Search the entries for the word "lines" and copy each line that has it.

++++

//! Translation of watch notifications into queued [`IndexKey`]s.

use tracing::{info, warn};

use crate::{IndexKey, WorkQueue};

/// An object that can be addressed in a keyed cache.
pub trait Keyed {
    /// Cache key of the object, or `None` if it has no usable identity.
    fn key(&self) -> Option<String>;
}

/// Build a `namespace/name` key, or a bare `name` for cluster-scoped objects.
pub fn namespace_key(namespace: Option<&str>, name: &str) -> String {
    match namespace {
        Some(ns) if !ns.is_empty() => format!("{ns}/{name}"),
        _ => name.to_string(),
    }
}

/// Payload of a delete notification.
#[derive(Debug, Clone, PartialEq)]
pub enum DeletedObject<T> {
    /// The final state of the deleted object.
    Final(T),
    /// The watch missed the deletion; only the cached key (and possibly a
    /// stale copy of the object) is known.
    FinalStateUnknown { key: String, last_known: Option<T> },
}

impl<T: Keyed> DeletedObject<T> {
    /// Key of the deleted object, falling back to the last cached key.
    pub fn key(&self) -> Option<String> {
        match self {
            DeletedObject::Final(obj) => obj.key(),
            DeletedObject::FinalStateUnknown { key, .. } => Some(key.clone()),
        }
    }

    /// The best known copy of the object.
    pub fn object(&self) -> Option<&T> {
        match self {
            DeletedObject::Final(obj) => Some(obj),
            DeletedObject::FinalStateUnknown { last_known, .. } => last_known.as_ref(),
        }
    }
}

/// Receives notifications from the watch subsystem.
pub trait ResourceEventHandler<T>: Send + Sync {
    fn on_add(&self, obj: &T);
    fn on_update(&self, old: &T, new: &T);
    fn on_delete(&self, obj: &DeletedObject<T>);
}

/// Event handler that enqueues an [`IndexKey`] per notification.
#[derive(Clone)]
pub struct QueueingEventHandler {
    queue: WorkQueue<IndexKey>,
    kind: String,
}

impl QueueingEventHandler {
    /// `kind` names the watched resource in log lines.
    pub fn new(queue: WorkQueue<IndexKey>, kind: impl Into<String>) -> Self {
        Self {
            queue,
            kind: kind.into(),
        }
    }
}

impl<T: Keyed> ResourceEventHandler<T> for QueueingEventHandler {
    fn on_add(&self, obj: &T) {
        let Some(key) = obj.key() else {
            warn!(kind = %self.kind, "skipping created object without a key");
            return;
        };
        info!(kind = %self.kind, key = %key, "processing create event");
        self.queue.add(IndexKey::create(key));
    }

    fn on_update(&self, old: &T, new: &T) {
        let (Some(old_key), Some(new_key)) = (old.key(), new.key()) else {
            warn!(kind = %self.kind, "skipping updated object without a key");
            return;
        };
        info!(kind = %self.kind, key = %new_key, "processing update event");
        self.queue.add(IndexKey::update(old_key, new_key));
    }

    fn on_delete(&self, obj: &DeletedObject<T>) {
        let Some(key) = obj.key() else {
            warn!(kind = %self.kind, "skipping deleted object without a key");
            return;
        };
        info!(kind = %self.kind, key = %key, "processing delete event");
        self.queue.add(IndexKey::delete(key));
    }
}
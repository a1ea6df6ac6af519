//! Reconciliation core for kctlr.
//!
//! This crate provides a level-triggered controller that:
//! - Translates watch notifications into deduplicated [`IndexKey`]s
//! - Drains them through a rate-limited [`WorkQueue`] with a worker pool
//! - Resolves keys against a [`KeyedCache`] and dispatches to a [`Handler`]
//! - Retries failures with per-key backoff, then drops and reports them
//!
//! [`IndexKey::encode`] and [`IndexKey::decode`] are public so keys can be
//! logged or persisted outside the queue and parsed back into the same key.

pub mod config;
pub mod controller;
mod error;
pub mod event;
mod handler;
mod index_key;
pub mod queue;
pub mod report;

pub use config::ControllerConfig;
pub use controller::{Controller, ControllerState};
pub use error::{BoxError, CacheError, ControllerError};
pub use event::{DeletedObject, Keyed, QueueingEventHandler, ResourceEventHandler, namespace_key};
pub use handler::{Handler, Informer, KeyedCache};
pub use index_key::IndexKey;
pub use queue::WorkQueue;
pub use queue::rate_limit::{
    BucketRateLimiter, ItemExponentialRateLimiter, MaxOfRateLimiter, RateLimiter,
    default_controller_rate_limiter,
};
pub use report::{ErrorSink, RecordingErrorSink, TracingErrorSink};
//! Registry credential secrets and the target they are written to.

use std::collections::BTreeMap;
use std::sync::Arc;

use async_trait::async_trait;
use base64::Engine;
use base64::engine::general_purpose::STANDARD;
use dashmap::DashMap;
use dashmap::mapref::entry::Entry;
use serde::Serialize;
use thiserror::Error;
use tracing::debug;

/// Secret type for docker registry credentials.
pub const DOCKER_CONFIG_JSON_TYPE: &str = "kubernetes.io/dockerconfigjson";

/// Data key holding the docker config.
pub const DOCKER_CONFIG_JSON_KEY: &str = ".dockerconfigjson";

#[derive(Debug, Error)]
pub enum SecretError {
    #[error("secret {namespace}/{name} already exists")]
    AlreadyExists { namespace: String, name: String },

    #[error("secret {namespace}/{name} not found")]
    NotFound { namespace: String, name: String },

    #[error("failed to encode docker config: {0}")]
    Encode(#[from] serde_json::Error),
}

#[derive(Debug, Clone, PartialEq, Eq)]
pub struct Secret {
    pub namespace: String,
    pub name: String,
    pub type_: String,
    pub data: BTreeMap<String, Vec<u8>>,
}

/// Static credentials for one registry.
#[derive(Debug, Clone)]
pub struct RegistryCredentials {
    pub endpoint: String,
    pub username: String,
    pub password: String,
}

#[derive(Serialize)]
struct DockerConfig<'a> {
    auths: BTreeMap<&'a str, RegistryAuth>,
}

#[derive(Serialize)]
struct RegistryAuth {
    auth: String,
    email: &'static str,
}

impl RegistryCredentials {
    /// Build the docker-config secret for `namespace`.
    pub fn docker_config_secret(&self, namespace: &str, name: &str) -> Result<Secret, SecretError> {
        let auth = STANDARD.encode(format!("{}:{}", self.username, self.password));
        let config = DockerConfig {
            auths: BTreeMap::from([(
                self.endpoint.as_str(),
                RegistryAuth {
                    auth,
                    email: "none",
                },
            )]),
        };

        Ok(Secret {
            namespace: namespace.to_string(),
            name: name.to_string(),
            type_: DOCKER_CONFIG_JSON_TYPE.to_string(),
            data: BTreeMap::from([(DOCKER_CONFIG_JSON_KEY.to_string(), serde_json::to_vec(&config)?)]),
        })
    }
}

/// Where secrets are written.
#[async_trait]
pub trait SecretTarget: Send + Sync {
    async fn get(&self, namespace: &str, name: &str) -> Result<Option<Secret>, SecretError>;
    async fn create(&self, secret: Secret) -> Result<(), SecretError>;
    async fn update(&self, secret: Secret) -> Result<(), SecretError>;
    async fn delete(&self, namespace: &str, name: &str) -> Result<(), SecretError>;
}

/// In-process secret target.
#[derive(Debug, Default)]
pub struct MemorySecretTarget {
    secrets: DashMap<(String, String), Secret>,
}

impl MemorySecretTarget {
    pub fn new() -> Arc<Self> {
        Arc::new(Self::default())
    }

    /// `namespace/name` of every stored secret, sorted.
    pub fn list(&self) -> Vec<String> {
        let mut keys: Vec<String> = self
            .secrets
            .iter()
            .map(|r| format!("{}/{}", r.key().0, r.key().1))
            .collect();
        keys.sort();
        keys
    }
}

fn secret_key(namespace: &str, name: &str) -> (String, String) {
    (namespace.to_string(), name.to_string())
}

#[async_trait]
impl SecretTarget for MemorySecretTarget {
    async fn get(&self, namespace: &str, name: &str) -> Result<Option<Secret>, SecretError> {
        Ok(self
            .secrets
            .get(&secret_key(namespace, name))
            .map(|r| r.value().clone()))
    }

    async fn create(&self, secret: Secret) -> Result<(), SecretError> {
        let key = secret_key(&secret.namespace, &secret.name);
        match self.secrets.entry(key) {
            Entry::Occupied(_) => Err(SecretError::AlreadyExists {
                namespace: secret.namespace,
                name: secret.name,
            }),
            Entry::Vacant(entry) => {
                debug!(
                    namespace = %secret.namespace,
                    name = %secret.name,
                    kind = %secret.type_,
                    keys = secret.data.len(),
                    "secret stored"
                );
                entry.insert(secret);
                Ok(())
            }
        }
    }

    async fn update(&self, secret: Secret) -> Result<(), SecretError> {
        match self.secrets.get_mut(&secret_key(&secret.namespace, &secret.name)) {
            Some(mut existing) => {
                *existing = secret;
                Ok(())
            }
            None => Err(SecretError::NotFound {
                namespace: secret.namespace,
                name: secret.name,
            }),
        }
    }

    async fn delete(&self, namespace: &str, name: &str) -> Result<(), SecretError> {
        self.secrets
            .remove(&secret_key(namespace, name))
            .map(|_| ())
            .ok_or_else(|| SecretError::NotFound {
                namespace: namespace.to_string(),
                name: name.to_string(),
            })
    }
}
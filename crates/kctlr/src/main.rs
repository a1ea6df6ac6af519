//! kctlr: namespace controller for registry pull secrets.
//!
//! Watches namespaces and keeps a docker-config secret in each one that
//! is not excluded. The watch is fed from an optional JSON listing plus a
//! JSON-lines event stream (a file or stdin).

use std::path::PathBuf;

use clap::Parser;
use miette::Result;
use tracing_subscriber::{layer::SubscriberExt, util::SubscriberInitExt};

use kctlr_core::ControllerConfig;
use kctlr_core::config::{DEFAULT_MAX_RETRIES, DEFAULT_WORKER_COUNT};

mod daemon;
mod feed;
mod handler;
mod namespace;
mod secret;

use daemon::{DEFAULT_RESYNC_HOURS, DaemonConfig, parse_comma_list};
use handler::DEFAULT_SECRET_NAME;
use secret::RegistryCredentials;

#[derive(Parser, Debug)]
#[command(name = "kctlr")]
#[command(about = "Projects registry credentials into every namespace", long_about = None)]
struct Cli {
    /// Number of concurrent workers
    #[arg(long, env = "KCTLR_WORKER_NUMBER", default_value_t = DEFAULT_WORKER_COUNT)]
    workers: usize,

    /// Retries per namespace before it is dropped until its next event
    #[arg(long, env = "KCTLR_MAX_RETRIES", default_value_t = DEFAULT_MAX_RETRIES)]
    max_retries: u32,

    /// Credential refresh period in hours (0 disables resync)
    #[arg(long, env = "KCTLR_RESYNC_PERIOD", default_value_t = DEFAULT_RESYNC_HOURS)]
    resync_period: u64,

    /// Name of the secret to create
    #[arg(long, env = "KCTLR_SECRET_NAME", default_value = DEFAULT_SECRET_NAME)]
    secret_name: String,

    /// Comma-separated namespaces that must not carry the secret
    #[arg(long, env = "KCTLR_EXCLUDE_NAMESPACES", default_value = "")]
    exclude_namespaces: String,

    /// Registry endpoint the credentials are for
    #[arg(long, env = "KCTLR_REGISTRY")]
    registry: String,

    /// Registry user name
    #[arg(long, env = "KCTLR_REGISTRY_USERNAME", default_value = "AWS")]
    registry_username: String,

    /// Registry password or token
    #[arg(long, env = "KCTLR_REGISTRY_PASSWORD", hide_env_values = true)]
    registry_password: String,

    /// JSON array of namespaces forming the initial listing
    #[arg(long, env = "KCTLR_LISTING")]
    listing: Option<PathBuf>,

    /// JSON-lines watch events ("-" for stdin)
    #[arg(long, env = "KCTLR_EVENTS", default_value = "-")]
    events: String,
}

impl Cli {
    fn into_config(self) -> DaemonConfig {
        DaemonConfig {
            controller: ControllerConfig {
                worker_count: self.workers.max(1),
                max_retries: self.max_retries,
                ..ControllerConfig::default()
            },
            resync_hours: self.resync_period,
            secret_name: self.secret_name,
            exclude_namespaces: parse_comma_list(&self.exclude_namespaces),
            credentials: RegistryCredentials {
                endpoint: self.registry,
                username: self.registry_username,
                password: self.registry_password,
            },
            listing: self.listing,
            events: self.events,
        }
    }
}

#[tokio::main]
async fn main() -> Result<()> {
    // Initialize tracing
    tracing_subscriber::registry()
        .with(tracing_subscriber::EnvFilter::new(
            std::env::var("RUST_LOG").unwrap_or_else(|_| "kctlr=info".to_string()),
        ))
        .with(tracing_subscriber::fmt::layer())
        .init();

    let cli = Cli::parse();
    daemon::run_with_config(cli.into_config()).await
}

++++

### REPLY
    /// `kind` names the watched resource in log lines.
//! JSON-lines event stream (a file or stdin).
    /// JSON-lines watch events ("-" for stdin)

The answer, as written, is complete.